MacMillan-CSAP Quantitative Research Methods Workshop: Margaret Roberts (UCSD), “Matching Methods for High-Dimensional Data with Applications to Text”
“Matching Methods for High-Dimensional Data with Applications to Text”
Margaret Roberts, Assistant Professor of Political Science, UC San Diego
Abstract: Matching is a popular technique for preprocessing observational data to facilitate causal inference and reduce model dependence by ensuring that treated and control units are balanced along pre-treatment covariates. While most applications of matching balance on a small number of covariates, we identify situations where matching with thousands of covariates may be desirable, such as causal inference where confounders are measured with text. With high-dimensional covariates, traditional matching methods are less effective and may be difficult or impossible to implement. We characterize the problem of matching in a high-dimensional context as a tradeoff between dimension reduction and imbalance bounding. We develop a new method called Topical Inverse Regression Matching (TIRM) that optimizes this tradeoff by including both a low-dimensional projection of covariates and information about the probability of treatment. We illustrate our approach by estimating the effect of censorship on the writing of Chinese bloggers, the effects of gender on citation counts in international relations, and the effects of targeted killings and capture by counterterrorists on the popularity of jihadist writings.

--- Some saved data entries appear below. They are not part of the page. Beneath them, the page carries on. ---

//! Page modules for route-level screens.
//!
//! ARCHITECTURE
//! ============
//! Each page owns route-scoped orchestration and delegates rendering details
//! to `components`. Submission logic lives in plain async functions next to
//! each page so it runs without a browser.

pub mod dashboard;
pub mod home;
pub mod login;
pub mod register;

Speaker Bio: Margaret Roberts is an Assistant Professor in the Department of Political Science at the University of California, San Diego. Her research interests lie in the intersection of political methodology and the politics of information, with a specific focus on methods of automated content analysis and the politics of censorship in China. Her work has appeared in the American Journal of Political Science, American Political Science Review, Political Analysis, and Science.